◆ **DATA RECORDS**:
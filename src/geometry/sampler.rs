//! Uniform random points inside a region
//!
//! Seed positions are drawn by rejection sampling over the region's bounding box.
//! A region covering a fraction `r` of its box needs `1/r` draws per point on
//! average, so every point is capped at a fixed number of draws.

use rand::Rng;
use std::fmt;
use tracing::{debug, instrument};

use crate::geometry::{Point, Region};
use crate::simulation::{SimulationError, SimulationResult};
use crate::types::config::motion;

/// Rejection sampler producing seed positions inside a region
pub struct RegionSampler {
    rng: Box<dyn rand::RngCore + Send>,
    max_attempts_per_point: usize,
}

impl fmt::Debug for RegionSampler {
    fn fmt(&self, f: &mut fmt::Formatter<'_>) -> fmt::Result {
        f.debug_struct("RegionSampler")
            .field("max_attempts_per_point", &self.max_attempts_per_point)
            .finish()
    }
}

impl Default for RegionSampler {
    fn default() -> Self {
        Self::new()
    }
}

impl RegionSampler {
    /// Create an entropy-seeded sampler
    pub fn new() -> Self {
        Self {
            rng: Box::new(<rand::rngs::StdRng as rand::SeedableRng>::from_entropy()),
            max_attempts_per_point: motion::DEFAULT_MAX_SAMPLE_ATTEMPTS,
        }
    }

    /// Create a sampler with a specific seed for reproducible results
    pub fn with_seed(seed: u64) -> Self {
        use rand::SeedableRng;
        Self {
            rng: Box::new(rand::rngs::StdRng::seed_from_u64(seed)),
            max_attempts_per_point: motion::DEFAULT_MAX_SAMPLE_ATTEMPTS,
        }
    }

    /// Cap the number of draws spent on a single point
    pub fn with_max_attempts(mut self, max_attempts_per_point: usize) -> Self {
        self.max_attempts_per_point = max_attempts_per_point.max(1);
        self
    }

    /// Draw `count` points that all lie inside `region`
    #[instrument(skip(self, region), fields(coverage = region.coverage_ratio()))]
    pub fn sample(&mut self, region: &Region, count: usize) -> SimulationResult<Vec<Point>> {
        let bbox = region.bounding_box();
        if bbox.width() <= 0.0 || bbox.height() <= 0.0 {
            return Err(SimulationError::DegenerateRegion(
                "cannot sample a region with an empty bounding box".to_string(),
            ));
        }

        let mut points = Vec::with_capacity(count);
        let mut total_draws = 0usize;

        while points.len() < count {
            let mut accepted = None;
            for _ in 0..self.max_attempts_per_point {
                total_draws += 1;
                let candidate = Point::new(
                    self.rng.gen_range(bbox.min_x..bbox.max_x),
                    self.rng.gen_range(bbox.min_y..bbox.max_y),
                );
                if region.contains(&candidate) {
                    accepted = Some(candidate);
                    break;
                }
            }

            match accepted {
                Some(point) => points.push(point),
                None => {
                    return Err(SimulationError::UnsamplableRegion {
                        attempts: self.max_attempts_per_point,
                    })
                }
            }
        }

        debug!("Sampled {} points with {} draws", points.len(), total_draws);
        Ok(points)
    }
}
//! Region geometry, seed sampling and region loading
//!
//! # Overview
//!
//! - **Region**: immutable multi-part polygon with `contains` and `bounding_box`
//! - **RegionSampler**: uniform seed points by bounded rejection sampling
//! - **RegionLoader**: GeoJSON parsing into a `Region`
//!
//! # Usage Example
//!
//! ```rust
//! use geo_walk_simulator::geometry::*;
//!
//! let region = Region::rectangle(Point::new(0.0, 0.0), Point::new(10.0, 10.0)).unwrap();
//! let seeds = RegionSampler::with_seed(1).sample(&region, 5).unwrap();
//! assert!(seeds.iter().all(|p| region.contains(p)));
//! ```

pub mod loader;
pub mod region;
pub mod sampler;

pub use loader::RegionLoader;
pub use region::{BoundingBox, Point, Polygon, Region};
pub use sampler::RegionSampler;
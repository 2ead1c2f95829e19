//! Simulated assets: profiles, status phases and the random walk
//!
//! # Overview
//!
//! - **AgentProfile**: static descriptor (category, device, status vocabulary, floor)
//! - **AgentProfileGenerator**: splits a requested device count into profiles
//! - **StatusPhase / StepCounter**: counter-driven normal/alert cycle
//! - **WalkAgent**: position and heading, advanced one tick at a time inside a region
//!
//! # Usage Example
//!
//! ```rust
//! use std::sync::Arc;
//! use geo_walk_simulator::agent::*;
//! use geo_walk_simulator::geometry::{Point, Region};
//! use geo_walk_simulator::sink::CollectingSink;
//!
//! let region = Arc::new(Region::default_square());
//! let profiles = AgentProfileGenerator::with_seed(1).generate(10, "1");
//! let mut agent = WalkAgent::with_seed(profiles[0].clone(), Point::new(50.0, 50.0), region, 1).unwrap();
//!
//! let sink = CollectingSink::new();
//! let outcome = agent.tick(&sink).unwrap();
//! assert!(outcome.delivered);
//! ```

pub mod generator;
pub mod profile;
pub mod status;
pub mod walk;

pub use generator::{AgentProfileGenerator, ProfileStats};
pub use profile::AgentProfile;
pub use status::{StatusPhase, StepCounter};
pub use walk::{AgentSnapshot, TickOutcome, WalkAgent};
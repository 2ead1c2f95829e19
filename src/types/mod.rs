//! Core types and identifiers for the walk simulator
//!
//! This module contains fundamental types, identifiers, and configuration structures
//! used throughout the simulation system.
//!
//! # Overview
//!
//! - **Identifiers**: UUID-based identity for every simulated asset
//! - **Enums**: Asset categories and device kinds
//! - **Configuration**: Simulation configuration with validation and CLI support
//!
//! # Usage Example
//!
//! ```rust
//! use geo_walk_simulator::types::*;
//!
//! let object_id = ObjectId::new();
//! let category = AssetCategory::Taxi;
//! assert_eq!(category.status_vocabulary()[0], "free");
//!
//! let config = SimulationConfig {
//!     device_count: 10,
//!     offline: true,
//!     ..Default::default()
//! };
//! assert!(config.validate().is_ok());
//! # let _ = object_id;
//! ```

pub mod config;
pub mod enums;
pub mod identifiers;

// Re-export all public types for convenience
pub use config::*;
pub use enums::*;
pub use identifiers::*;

==

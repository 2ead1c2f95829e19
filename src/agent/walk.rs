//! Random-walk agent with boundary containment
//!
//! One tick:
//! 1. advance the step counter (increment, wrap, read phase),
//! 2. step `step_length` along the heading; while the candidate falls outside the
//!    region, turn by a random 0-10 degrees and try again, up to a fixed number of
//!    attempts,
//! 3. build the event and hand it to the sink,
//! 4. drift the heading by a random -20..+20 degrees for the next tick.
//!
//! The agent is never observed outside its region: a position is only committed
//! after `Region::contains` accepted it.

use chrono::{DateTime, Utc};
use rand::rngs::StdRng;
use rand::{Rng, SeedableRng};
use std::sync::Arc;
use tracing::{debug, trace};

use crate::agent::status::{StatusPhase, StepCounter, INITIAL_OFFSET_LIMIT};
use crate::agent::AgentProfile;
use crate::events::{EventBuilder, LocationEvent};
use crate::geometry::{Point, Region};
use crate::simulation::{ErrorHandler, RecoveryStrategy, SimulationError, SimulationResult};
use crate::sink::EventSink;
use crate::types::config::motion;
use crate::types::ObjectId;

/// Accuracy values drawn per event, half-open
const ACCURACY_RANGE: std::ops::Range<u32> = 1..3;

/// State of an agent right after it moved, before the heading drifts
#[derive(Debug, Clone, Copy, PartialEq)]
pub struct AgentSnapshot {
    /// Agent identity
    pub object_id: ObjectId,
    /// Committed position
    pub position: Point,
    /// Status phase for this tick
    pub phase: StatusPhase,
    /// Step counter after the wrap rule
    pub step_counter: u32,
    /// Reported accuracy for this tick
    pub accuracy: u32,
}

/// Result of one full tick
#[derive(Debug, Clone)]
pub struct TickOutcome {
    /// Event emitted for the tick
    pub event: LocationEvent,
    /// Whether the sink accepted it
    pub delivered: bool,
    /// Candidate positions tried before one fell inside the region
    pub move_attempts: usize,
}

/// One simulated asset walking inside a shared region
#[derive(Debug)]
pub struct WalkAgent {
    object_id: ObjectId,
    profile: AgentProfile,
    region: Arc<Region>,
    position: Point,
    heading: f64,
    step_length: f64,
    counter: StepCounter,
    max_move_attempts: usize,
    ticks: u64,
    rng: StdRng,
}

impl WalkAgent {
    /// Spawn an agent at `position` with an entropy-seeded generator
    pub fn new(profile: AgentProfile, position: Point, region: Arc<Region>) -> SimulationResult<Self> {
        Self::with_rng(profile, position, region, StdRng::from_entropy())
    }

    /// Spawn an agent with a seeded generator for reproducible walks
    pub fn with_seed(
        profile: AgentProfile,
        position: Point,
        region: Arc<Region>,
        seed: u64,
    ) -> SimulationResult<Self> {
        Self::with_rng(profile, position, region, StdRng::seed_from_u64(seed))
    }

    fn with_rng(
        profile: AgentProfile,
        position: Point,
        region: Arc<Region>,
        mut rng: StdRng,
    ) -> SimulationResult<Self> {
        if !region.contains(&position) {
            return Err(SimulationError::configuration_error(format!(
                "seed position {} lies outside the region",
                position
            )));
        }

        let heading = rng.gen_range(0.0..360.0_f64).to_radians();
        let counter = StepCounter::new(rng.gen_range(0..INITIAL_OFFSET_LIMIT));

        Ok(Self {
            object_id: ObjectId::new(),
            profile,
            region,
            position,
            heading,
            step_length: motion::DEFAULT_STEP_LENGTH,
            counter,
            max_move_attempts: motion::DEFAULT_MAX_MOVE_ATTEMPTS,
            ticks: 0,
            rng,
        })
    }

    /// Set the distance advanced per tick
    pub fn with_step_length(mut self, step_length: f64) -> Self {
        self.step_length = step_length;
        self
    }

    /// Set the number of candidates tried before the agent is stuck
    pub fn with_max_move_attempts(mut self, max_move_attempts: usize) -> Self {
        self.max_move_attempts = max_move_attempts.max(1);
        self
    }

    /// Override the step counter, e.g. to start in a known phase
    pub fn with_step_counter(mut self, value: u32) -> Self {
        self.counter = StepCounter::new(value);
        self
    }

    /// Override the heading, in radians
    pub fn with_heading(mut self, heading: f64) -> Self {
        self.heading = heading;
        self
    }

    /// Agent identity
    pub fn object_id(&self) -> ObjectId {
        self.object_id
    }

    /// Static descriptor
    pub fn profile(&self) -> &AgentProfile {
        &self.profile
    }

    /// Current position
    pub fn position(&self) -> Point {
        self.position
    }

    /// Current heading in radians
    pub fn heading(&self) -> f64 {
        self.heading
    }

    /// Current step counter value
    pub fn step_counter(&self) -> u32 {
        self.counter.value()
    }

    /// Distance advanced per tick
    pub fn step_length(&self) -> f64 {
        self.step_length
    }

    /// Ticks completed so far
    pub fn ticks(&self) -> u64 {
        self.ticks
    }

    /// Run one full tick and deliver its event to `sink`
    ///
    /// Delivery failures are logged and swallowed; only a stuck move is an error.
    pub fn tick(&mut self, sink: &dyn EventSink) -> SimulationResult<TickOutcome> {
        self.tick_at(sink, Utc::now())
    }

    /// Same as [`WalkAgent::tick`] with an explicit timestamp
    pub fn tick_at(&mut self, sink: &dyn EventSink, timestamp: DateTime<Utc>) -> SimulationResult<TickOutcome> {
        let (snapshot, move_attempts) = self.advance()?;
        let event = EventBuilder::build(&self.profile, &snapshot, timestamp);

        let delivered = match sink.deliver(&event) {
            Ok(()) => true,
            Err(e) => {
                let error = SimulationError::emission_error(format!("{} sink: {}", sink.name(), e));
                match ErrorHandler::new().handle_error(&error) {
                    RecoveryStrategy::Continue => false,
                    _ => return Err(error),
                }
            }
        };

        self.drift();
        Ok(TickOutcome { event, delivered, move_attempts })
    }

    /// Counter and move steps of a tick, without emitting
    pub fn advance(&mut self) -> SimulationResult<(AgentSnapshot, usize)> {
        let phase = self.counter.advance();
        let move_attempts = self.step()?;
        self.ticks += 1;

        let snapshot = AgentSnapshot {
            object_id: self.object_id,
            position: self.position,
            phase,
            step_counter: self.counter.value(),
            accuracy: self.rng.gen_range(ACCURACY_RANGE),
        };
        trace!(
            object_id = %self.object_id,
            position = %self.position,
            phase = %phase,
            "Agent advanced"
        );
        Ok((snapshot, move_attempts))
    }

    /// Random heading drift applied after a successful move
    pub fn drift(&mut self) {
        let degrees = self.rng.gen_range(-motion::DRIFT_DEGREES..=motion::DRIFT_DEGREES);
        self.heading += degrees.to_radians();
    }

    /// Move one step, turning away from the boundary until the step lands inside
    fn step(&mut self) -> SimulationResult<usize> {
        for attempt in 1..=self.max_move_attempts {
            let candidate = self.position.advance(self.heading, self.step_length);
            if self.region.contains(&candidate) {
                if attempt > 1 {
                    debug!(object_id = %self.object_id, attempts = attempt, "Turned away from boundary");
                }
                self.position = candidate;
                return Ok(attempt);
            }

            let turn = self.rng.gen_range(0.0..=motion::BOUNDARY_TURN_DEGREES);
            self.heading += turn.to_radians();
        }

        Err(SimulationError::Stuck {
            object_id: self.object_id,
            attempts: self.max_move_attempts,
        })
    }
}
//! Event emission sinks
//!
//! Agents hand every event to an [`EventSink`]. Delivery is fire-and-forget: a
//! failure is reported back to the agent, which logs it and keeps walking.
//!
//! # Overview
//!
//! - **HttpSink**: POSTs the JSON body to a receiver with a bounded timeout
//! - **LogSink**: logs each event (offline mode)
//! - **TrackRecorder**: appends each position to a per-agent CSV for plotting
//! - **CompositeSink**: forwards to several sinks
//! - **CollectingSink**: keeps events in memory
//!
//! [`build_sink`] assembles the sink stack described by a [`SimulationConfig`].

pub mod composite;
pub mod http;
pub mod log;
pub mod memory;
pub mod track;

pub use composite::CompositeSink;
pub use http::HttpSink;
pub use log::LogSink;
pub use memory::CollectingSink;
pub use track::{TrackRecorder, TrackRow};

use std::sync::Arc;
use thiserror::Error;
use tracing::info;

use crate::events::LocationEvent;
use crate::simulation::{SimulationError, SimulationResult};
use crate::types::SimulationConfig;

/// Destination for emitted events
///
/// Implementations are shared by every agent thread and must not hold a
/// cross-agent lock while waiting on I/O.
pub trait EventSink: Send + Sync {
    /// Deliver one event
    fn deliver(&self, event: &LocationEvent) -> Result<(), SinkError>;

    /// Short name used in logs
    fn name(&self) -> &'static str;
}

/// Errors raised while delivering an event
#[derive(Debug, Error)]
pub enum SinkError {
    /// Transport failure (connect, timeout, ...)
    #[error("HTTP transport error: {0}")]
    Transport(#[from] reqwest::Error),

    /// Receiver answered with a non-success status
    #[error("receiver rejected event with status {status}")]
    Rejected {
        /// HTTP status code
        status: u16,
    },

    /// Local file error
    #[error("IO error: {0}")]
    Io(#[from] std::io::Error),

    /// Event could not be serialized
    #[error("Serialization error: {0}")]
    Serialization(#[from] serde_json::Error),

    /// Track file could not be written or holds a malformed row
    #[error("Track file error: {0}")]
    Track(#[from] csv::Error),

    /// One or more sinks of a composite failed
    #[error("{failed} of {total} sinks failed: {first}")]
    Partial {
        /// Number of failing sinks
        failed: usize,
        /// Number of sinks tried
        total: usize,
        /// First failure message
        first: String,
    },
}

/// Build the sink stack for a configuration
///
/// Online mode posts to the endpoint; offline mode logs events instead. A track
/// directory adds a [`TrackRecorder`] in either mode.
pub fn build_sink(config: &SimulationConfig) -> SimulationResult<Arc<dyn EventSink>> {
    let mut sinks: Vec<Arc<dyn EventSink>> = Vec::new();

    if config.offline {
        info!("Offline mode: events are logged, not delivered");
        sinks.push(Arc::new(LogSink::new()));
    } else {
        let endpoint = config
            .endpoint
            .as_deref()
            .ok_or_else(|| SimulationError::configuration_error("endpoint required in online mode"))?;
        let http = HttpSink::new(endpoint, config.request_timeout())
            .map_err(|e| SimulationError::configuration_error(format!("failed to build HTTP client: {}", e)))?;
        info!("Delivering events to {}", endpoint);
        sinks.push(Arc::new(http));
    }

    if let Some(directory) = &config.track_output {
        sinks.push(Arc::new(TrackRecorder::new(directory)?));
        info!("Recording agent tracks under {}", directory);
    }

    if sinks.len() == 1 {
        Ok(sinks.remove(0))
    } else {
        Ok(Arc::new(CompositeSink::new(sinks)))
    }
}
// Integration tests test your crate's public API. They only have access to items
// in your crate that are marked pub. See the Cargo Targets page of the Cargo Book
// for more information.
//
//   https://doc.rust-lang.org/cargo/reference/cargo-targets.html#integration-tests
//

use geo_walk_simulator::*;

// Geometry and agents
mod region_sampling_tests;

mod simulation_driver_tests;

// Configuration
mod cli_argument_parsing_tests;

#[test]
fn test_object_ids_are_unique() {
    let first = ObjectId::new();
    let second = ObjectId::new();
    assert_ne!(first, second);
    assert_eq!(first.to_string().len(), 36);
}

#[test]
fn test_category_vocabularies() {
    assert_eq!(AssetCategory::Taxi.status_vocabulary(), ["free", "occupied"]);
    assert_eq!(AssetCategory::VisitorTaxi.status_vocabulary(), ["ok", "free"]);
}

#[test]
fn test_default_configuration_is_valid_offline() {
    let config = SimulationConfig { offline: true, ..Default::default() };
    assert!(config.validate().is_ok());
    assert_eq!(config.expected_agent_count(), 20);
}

---

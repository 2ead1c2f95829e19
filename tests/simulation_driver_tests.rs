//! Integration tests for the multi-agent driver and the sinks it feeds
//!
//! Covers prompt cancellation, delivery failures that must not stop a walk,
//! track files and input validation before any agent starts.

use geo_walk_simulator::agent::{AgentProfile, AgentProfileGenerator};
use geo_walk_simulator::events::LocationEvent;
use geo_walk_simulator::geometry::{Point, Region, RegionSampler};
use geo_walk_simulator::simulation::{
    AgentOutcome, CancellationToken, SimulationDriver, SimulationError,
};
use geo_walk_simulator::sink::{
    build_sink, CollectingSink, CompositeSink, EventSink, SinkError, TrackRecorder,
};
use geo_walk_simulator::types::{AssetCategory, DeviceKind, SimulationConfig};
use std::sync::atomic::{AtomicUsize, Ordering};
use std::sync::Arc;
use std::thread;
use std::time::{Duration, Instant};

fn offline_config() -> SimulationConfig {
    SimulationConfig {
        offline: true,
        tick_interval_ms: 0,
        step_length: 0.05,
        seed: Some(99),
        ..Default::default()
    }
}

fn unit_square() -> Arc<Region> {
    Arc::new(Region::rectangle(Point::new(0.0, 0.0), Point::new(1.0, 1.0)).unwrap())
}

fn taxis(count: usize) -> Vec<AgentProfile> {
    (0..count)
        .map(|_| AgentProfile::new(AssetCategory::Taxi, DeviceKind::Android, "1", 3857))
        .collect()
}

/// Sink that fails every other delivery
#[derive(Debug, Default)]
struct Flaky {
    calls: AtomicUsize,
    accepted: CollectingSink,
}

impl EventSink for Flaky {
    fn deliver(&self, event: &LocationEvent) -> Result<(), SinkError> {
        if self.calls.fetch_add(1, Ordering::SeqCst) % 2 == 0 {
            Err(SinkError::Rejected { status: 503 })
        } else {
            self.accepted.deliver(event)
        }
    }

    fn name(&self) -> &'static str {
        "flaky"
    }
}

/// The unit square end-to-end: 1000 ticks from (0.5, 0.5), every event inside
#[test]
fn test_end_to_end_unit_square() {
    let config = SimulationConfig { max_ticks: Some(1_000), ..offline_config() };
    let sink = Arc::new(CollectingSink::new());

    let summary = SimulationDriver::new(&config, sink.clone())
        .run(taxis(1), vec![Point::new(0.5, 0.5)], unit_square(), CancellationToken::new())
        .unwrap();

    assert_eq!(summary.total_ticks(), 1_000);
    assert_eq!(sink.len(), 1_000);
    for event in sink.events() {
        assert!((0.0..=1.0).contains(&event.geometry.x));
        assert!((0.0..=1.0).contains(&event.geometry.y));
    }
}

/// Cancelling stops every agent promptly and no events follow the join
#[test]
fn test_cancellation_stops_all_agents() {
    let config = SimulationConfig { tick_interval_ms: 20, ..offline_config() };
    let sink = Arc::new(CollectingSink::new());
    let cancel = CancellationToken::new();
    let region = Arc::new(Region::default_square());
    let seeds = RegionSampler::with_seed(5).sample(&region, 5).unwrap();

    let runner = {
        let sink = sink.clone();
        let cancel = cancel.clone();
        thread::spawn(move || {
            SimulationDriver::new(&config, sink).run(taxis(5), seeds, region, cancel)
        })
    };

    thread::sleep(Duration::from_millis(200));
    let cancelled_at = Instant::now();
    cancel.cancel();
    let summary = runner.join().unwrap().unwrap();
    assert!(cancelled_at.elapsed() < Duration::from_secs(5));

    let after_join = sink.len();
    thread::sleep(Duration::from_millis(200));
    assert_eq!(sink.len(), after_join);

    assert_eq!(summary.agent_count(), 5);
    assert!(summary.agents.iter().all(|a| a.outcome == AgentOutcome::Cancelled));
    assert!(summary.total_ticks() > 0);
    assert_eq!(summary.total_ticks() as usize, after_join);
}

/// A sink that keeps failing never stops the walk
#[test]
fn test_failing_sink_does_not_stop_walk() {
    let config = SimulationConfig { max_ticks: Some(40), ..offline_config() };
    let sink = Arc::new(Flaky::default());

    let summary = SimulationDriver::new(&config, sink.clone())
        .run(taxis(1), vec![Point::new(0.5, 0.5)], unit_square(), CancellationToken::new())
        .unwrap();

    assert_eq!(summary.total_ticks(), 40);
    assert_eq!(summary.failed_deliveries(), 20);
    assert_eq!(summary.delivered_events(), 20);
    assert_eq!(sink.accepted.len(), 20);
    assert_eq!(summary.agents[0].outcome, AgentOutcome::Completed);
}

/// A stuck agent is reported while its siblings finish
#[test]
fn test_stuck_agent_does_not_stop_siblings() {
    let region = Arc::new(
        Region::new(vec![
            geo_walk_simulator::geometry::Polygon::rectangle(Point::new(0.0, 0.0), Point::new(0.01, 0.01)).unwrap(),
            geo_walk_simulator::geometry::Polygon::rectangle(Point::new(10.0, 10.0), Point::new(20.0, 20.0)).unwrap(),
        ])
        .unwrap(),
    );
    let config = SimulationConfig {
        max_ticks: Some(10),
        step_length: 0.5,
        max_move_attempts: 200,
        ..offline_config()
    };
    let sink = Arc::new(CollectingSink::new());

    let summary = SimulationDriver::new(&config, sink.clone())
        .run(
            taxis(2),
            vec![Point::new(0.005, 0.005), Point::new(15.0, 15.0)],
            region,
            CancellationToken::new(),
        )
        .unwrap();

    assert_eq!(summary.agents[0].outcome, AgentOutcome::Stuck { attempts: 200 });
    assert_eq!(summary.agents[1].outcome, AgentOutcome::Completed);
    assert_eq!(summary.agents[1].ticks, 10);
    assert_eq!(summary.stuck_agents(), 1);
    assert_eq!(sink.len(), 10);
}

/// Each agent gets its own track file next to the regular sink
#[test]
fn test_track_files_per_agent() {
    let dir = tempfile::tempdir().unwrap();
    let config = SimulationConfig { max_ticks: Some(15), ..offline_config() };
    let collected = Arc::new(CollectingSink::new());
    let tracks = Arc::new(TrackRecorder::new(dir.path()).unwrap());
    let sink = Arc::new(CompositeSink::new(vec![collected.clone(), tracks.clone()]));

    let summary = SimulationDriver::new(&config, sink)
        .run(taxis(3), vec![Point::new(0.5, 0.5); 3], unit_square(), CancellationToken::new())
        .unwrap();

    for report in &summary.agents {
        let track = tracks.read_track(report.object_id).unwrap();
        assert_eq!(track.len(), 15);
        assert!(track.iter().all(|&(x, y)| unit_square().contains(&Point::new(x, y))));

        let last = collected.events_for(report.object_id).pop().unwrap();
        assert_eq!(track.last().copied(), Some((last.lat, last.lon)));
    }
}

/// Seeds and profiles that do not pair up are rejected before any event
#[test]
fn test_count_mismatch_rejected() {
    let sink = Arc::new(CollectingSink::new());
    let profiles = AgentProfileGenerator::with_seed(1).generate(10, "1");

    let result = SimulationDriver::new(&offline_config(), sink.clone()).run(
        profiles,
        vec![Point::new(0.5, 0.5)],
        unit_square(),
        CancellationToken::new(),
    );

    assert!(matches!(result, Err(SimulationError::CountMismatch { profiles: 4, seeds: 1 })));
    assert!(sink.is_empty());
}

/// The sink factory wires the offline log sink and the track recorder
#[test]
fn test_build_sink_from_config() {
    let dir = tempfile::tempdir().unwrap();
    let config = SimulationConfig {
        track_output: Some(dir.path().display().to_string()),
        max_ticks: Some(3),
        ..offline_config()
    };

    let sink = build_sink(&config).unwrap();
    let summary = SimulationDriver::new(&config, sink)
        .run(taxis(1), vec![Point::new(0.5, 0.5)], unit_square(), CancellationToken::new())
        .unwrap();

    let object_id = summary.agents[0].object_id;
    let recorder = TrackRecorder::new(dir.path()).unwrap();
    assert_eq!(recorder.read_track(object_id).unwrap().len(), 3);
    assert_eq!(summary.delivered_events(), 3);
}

◆ **WHAT NEEDS TO BE DONE**: Go through the data above and return each line containing the string "logged".

◆ **COMPLETED TASK**:
    /// Delivery failures are logged and swallowed; only a stuck move is an error.
        info!("Offline mode: events are logged, not delivered");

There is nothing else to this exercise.